Through the distorted perception of deceived inner vision, seeing them as evil substance, we are forced to tolerate or hate them. We certainly do not have compassion or agapé for them in their state of spiritual blindness. Their actions and how we see who they think they are become part of our distorted perception, the beam in our eye.
Now since seeing them as evil substance works according to the nature of spiritual blindness, it prevents us from realizing that we ourselves are blind. And in our blindness, how sure can we be about their blindness? Thinking that we may be blind is the last thing we consider when we are without Word’s knowledge and perception of its radiance. We are incapable of using the functioning functions of the mind of our heart to love them, as perhaps they may be incapable of using theirs to love us.
We deceive ourselves into believing that we do not have to love them without going against the nature of the dianoia of our heart.
But when we are not deceived, as Word puts it, when our eye is single, our whole body is full of light. And with the true perception this brings,7 we awaken to using the inner light of agapé as the eyes of our hearts, the radiance of Name shining in the face of Word and vice versa, their exquisite light as the suneidesis of our heart. The singleness in each of us is between our mind and heart, specifically the dianoia of our heart, between all of us, it is the singularity in which we all exist in Word as members of Name’s family of agapé names.
Phronéma and Phrén, the Sixth and Seventh Mental Functions
Focused on the spirit of Word’s singularity, we use the sixth and seventh Greeks words translated mind to serve Name’s agapé in Word. The sixth is phronéma. When we focus it on the spirit, it is the phronéma of the spirit, combining all mental functions in a oneness and revealing their spiritual nature, which neutralizes the nephros. “The phronéma of the spirit [is] life and peace.”
However, when we focus it on our physical experience,8 it is the phronéma of the flesh, and “the phronéma of the flesh [is] death [spiritual death or spiritual blindness].” The life and death of spirit co-exist in the duality name, understood with the spiritual nous of the phronéma of the spirit.

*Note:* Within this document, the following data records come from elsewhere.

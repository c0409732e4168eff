//! Project configuration (`oakhouse.config.json`).
//!
//! Written by `oakhouse new` into the project root. Every key has a serde
//! default, so hand-edited or partial configs still load; projects created
//! before the config existed are handled by [`crate::project::load_project`],
//! which falls back to defaults plus the module path from `go.mod`.

use std::path::{Path, PathBuf};

use serde::{Deserialize, Serialize};

use crate::error::{OakhouseError, Result};
use crate::splice::RouteLayout;

/// File name of the project configuration, relative to the project root.
pub const CONFIG_FILE: &str = "oakhouse.config.json";

/// Top-level project configuration.
#[derive(Debug, Clone, PartialEq, Eq, Serialize, Deserialize)]
#[serde(default)]
pub struct ProjectConfig {
    /// Project (directory) name.
    pub name: String,
    /// Go module path, used in generated import paths.
    pub module: String,
    /// Version of oakhouse that scaffolded the project.
    pub generator_version: String,
    pub routes: RoutesConfig,
}

impl Default for ProjectConfig {
    fn default() -> Self {
        Self {
            name: String::new(),
            module: String::new(),
            generator_version: crate::VERSION.to_string(),
            routes: RoutesConfig::default(),
        }
    }
}

/// Where the central route file lives and how registrations are spliced into it.
#[derive(Debug, Clone, PartialEq, Eq, Serialize, Deserialize)]
#[serde(default)]
pub struct RoutesConfig {
    /// Route file, relative to the project root.
    pub file: PathBuf,
    #[serde(flatten)]
    pub layout: RouteLayout,
}

impl Default for RoutesConfig {
    fn default() -> Self {
        Self {
            file: PathBuf::from("route/v1.go"),
            layout: RouteLayout::default(),
        }
    }
}

impl ProjectConfig {
    /// Config for a freshly scaffolded project.
    pub fn new(name: &str, module: &str) -> Self {
        Self {
            name: name.to_string(),
            module: module.to_string(),
            ..Self::default()
        }
    }

    /// Load a config from a JSON file.
    pub fn load(path: &Path) -> Result<Self> {
        let content = std::fs::read_to_string(path).map_err(|source| OakhouseError::ConfigRead {
            path: path.to_path_buf(),
            source,
        })?;
        serde_json::from_str(&content).map_err(|source| OakhouseError::ConfigParse {
            path: path.to_path_buf(),
            source,
        })
    }

    /// Save the config as pretty-printed JSON.
    pub fn save(&self, path: &Path) -> Result<()> {
        let content = serde_json::to_string_pretty(self).map_err(|e| OakhouseError::Other(e.into()))?;
        std::fs::write(path, content + "\n")?;
        Ok(())
    }
}

#[cfg(test)]
mod tests {
    use super::*;

    #[test]
    fn test_config_round_trip() {
        let dir = tempfile::tempdir().unwrap();
        let path = dir.path().join(CONFIG_FILE);

        let mut config = ProjectConfig::new("shop", "github.com/acme/shop");
        config.routes.layout.group_path = "/api/v2".into();
        config.save(&path).unwrap();

        let loaded = ProjectConfig::load(&path).unwrap();
        assert_eq!(loaded, config);
    }

    #[test]
    fn test_layout_keys_are_flattened() {
        let json = serde_json::to_value(ProjectConfig::new("shop", "shop")).unwrap();
        assert_eq!(json["routes"]["file"], "route/v1.go");
        assert_eq!(json["routes"]["group_var"], "v1");
        assert_eq!(json["routes"]["section_comment"], "// Setup resource routes");
    }

    #[test]
    fn test_partial_config_uses_defaults() {
        let config: ProjectConfig =
            serde_json::from_str(r#"{"name": "shop", "routes": {"group_path": "/v2"}}"#).unwrap();
        assert_eq!(config.name, "shop");
        assert_eq!(config.module, "");
        assert_eq!(config.routes.file, PathBuf::from("route/v1.go"));
        assert_eq!(config.routes.layout.group_path, "/v2");
        assert_eq!(config.routes.layout.group_var, "v1");
        assert_eq!(config.routes.layout.setup_markers.len(), 2);
    }

    #[test]
    fn test_load_invalid_json() {
        let dir = tempfile::tempdir().unwrap();
        let path = dir.path().join(CONFIG_FILE);
        std::fs::write(&path, "{ not json").unwrap();

        let err = ProjectConfig::load(&path).unwrap_err();
        assert!(matches!(err, OakhouseError::ConfigParse { .. }));
    }

    #[test]
    fn test_load_missing_file() {
        let dir = tempfile::tempdir().unwrap();
        let err = ProjectConfig::load(&dir.path().join(CONFIG_FILE)).unwrap_err();
        assert!(matches!(err, OakhouseError::ConfigRead { .. }));
    }
}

The seventh is phrén, the state of our phronéma in the singularity of Name’s agapé in Word. We are reminded “not to be children in our minds (phréns), although babes in the worthless [states of the phronéma of the flesh], but to be mature in our minds (phréns) [requiring one of the mature states of the phronéma of the spirit].”
Word taught that being mature9 as Name is rests on loving the enemies of suneidesis, the principle. Therefore, attaining maturity in our phréns depends on envisioning Word from soul to see Word practicing the principle in our hearts with the phronéma of the Spirit of Name. This is the Holy Spirit, the Great Spirit, or whatever the Spirit of Life is called in our beliefs.

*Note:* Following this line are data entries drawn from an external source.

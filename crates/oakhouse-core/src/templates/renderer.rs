//! Handlebars-based template renderer for generated Go code.
//!
//! Wraps the [`handlebars::Handlebars`] engine with **strict mode** enabled.
//! Strict mode ensures that any `{{variable}}` referenced in a template must be
//! present in the data context, otherwise rendering returns an error. Templates
//! produce Go source; a silently missing variable would generate code that
//! fails `go build` far from the actual cause.
//!
//! HTML escaping is turned off: Go struct tags and string literals contain
//! quotes that must be emitted verbatim.
//!
//! ## Usage
//!
//! ```ignore
//! use oakhouse_core::templates::{embedded, renderer::TemplateRenderer};
//!
//! let renderer = TemplateRenderer::new();
//! let data = serde_json::json!({ "module": "shop", "name": "shop" });
//! let output = renderer.render(embedded::GO_MOD, &data)?;
//! ```

use handlebars::Handlebars;
use serde::Serialize;

use crate::error::{OakhouseError, Result};

/// Template renderer using Handlebars for generating project files.
pub struct TemplateRenderer {
    hbs: Handlebars<'static>,
}

impl TemplateRenderer {
    /// Create a new renderer with strict mode enabled and escaping disabled.
    pub fn new() -> Self {
        let mut hbs = Handlebars::new();
        hbs.set_strict_mode(true);
        hbs.register_escape_fn(handlebars::no_escape);
        Self { hbs }
    }

    /// Render a template string with the given data context.
    pub fn render<T: Serialize>(&self, template: &str, data: &T) -> Result<String> {
        self.hbs
            .render_template(template, data)
            .map_err(|e| OakhouseError::TemplateRender(e.to_string()))
    }
}

impl Default for TemplateRenderer {
    fn default() -> Self {
        Self::new()
    }
}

Word, likewise, says that he can do nothing unless he first sees Name doing it.
The Dianoia of our Heart
Therefore, if we try to love from our mind or heart alone, the dianoia of our heart becomes vulnerable and weak, easily deceived in our nephros by others who are already deceived in theirs, and “the whole world lies in the evil [of spiritual blindness].”
However, when loving Name with all our agapé from the dianoia of our heart, through those of us spiritually blind in Word’s singularity, it becomes agapé stronger than death. For with mature phréns, we know Name in person in the spiritually blind. They, in their fullness as el-elohe-names, are simply incapable of receiving or giving the inner light of Name’s agapé already in them.
The Phrén and Dianoia
Viewed religiously or not, this is the instruction Word gives all of us, to love Name with all our heart, soul, dianoia, and strength — and (through) our neighbors as ourselves. This is loving Life back with the agapé it loves us with — through the most important members of Life, each other, including the least of us.

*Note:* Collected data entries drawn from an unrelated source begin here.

//! Resource names and the identifiers derived from them.
//!
//! A resource is written PascalCase on the command line (`User`, `BlogPost`).
//! Generated Go code uses several spellings of it: the type name as given,
//! a lower-cased package/file name, a lowerCamel variable name, and a naive
//! English plural for table names and URL paths.

use std::fmt;

use crate::error::{OakhouseError, Result};

/// Go keywords a resource may not be named after (compared case-insensitively).
const GO_KEYWORDS: &[&str] = &[
    "break",
    "case",
    "chan",
    "const",
    "continue",
    "default",
    "defer",
    "else",
    "fallthrough",
    "for",
    "func",
    "go",
    "goto",
    "if",
    "import",
    "interface",
    "map",
    "package",
    "range",
    "return",
    "select",
    "struct",
    "switch",
    "type",
    "var",
];

/// A resource name such as `User`, with its derived spellings.
#[derive(Debug, Clone, PartialEq, Eq)]
pub struct ResourceName {
    name: String,
}

impl ResourceName {
    /// Validate `raw` as a resource name.
    ///
    /// Accepts `^[A-Z][a-zA-Z0-9]*$` that is not a Go keyword.
    pub fn parse(raw: &str) -> Result<Self> {
        let invalid = |reason: &str| OakhouseError::InvalidResourceName {
            name: raw.to_string(),
            reason: reason.to_string(),
        };

        let mut chars = raw.chars();
        match chars.next() {
            None => return Err(invalid("resource name cannot be empty")),
            Some(c) if !c.is_ascii_uppercase() => {
                return Err(invalid("must start with an uppercase letter"))
            }
            Some(_) => {}
        }
        if !chars.all(|c| c.is_ascii_alphanumeric()) {
            return Err(invalid("must contain only alphanumeric characters"));
        }

        if is_go_keyword(raw) {
            return Err(invalid("cannot be a Go reserved keyword"));
        }

        Ok(Self {
            name: raw.to_string(),
        })
    }

    /// Accept `raw` without validation (`--skip-validation`).
    pub fn unchecked(raw: &str) -> Self {
        Self {
            name: raw.to_string(),
        }
    }

    /// The name as given, used for Go type names (`User`).
    pub fn as_str(&self) -> &str {
        &self.name
    }

    /// Lower-cased name used for packages, files and JSON (`blogpost`).
    pub fn lower(&self) -> String {
        self.name.to_lowercase()
    }

    /// lowerCamel name used for local variables (`blogPost`).
    pub fn camel(&self) -> String {
        let mut chars = self.name.chars();
        match chars.next() {
            Some(first) => first.to_lowercase().chain(chars).collect(),
            None => String::new(),
        }
    }

    /// Plural of [`lower`](Self::lower), used for URL paths.
    pub fn plural_lower(&self) -> String {
        pluralize(&self.lower())
    }

    /// Database table name (`BlogPost` → `blog_posts`).
    pub fn table_name(&self) -> String {
        pluralize(&snake_case(&self.name))
    }
}

impl fmt::Display for ResourceName {
    fn fmt(&self, f: &mut fmt::Formatter<'_>) -> fmt::Result {
        f.write_str(&self.name)
    }
}

/// Whether `word` is a Go keyword, ignoring case.
pub fn is_go_keyword(word: &str) -> bool {
    GO_KEYWORDS.contains(&word.to_ascii_lowercase().as_str())
}

/// `BlogPost` → `blog_post`.
pub fn snake_case(word: &str) -> String {
    let mut out = String::with_capacity(word.len() + 4);
    for (i, c) in word.chars().enumerate() {
        if i > 0 && c.is_ascii_uppercase() {
            out.push('_');
        }
        out.push(c.to_ascii_lowercase());
    }
    out
}

/// Naive English pluralisation: `y` → `ies`, `s`/`x`/`z` → `es`, else `s`.
pub fn pluralize(word: &str) -> String {
    if let Some(stem) = word.strip_suffix('y') {
        format!("{stem}ies")
    } else if word.ends_with('s') || word.ends_with('x') || word.ends_with('z') {
        format!("{word}es")
    } else {
        format!("{word}s")
    }
}

/// Upper-case the first character, leaving the rest untouched (`firstName` → `FirstName`).
pub fn capitalize(word: &str) -> String {
    let mut chars = word.chars();
    match chars.next() {
        Some(first) => first.to_uppercase().chain(chars).collect(),
        None => String::new(),
    }
}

Does not Name love us through the ones we love and the ones who do not love us, even though it is often not understood at the time? And we must love them without being against ourselves.
For all seven mental functions and the desires of our heart and soul tell us to love the spiritually blind wisely, never allowing them to blind us with their tolerance or hatred, which can be so deceptively clever.
So be safe by loving them wisely with your phrén, sincerely from the dianoia of your heart, and by understanding their roles in The Spiritual Story of Democracy. And when practical, according to the Practical Guide, resist the actions brought forth from spiritual blindness, peacefully as much as possible for you.
Suggested reading:
Short Lessons on Unconditional Love: How Does Agapé Deal with Dangerous People?
The Eyes of Democracy (Introduction and Index of Articles)
The Spiritual Story of Democracy
Agapé is always unconditional, for when we do not love some people, our agapé only appears to be conditional and no longer agapé for them in our eyes, yet the essence of our agapé is still unconditional. For agapé cannot be limited by our blindness. Even when loving someone more than another, the same unconditional love is present for both, even though we are blind to part of it. For the greater agapé grows in us, it grows for everyone. And expressing agapé differently according to the relationship does not change its essence in our heart. Name is agapé.
Soul has always been a dilemma. For in knowledge of Word, in the first stage of being, we are called living souls, used as a label for us. But it is also used as something we have, but rarely understood this way together, as in a soul has a soul. It is cleared up when learning that Word taught that we must give up our soul to keep it forever. From this perspective, it is mistranslated life, as in, we must lose our life to keep it forever. It is corrupt in its initial state, but soul enters a noncorrupt state when we are life-giving spirit, no longer called living souls. Here, we can see it as a function of spirit, the first level of conscientiousness, the second level our heart. When we can transform into life-giving spirit is explained in the Section Should Bear/Shall Bear.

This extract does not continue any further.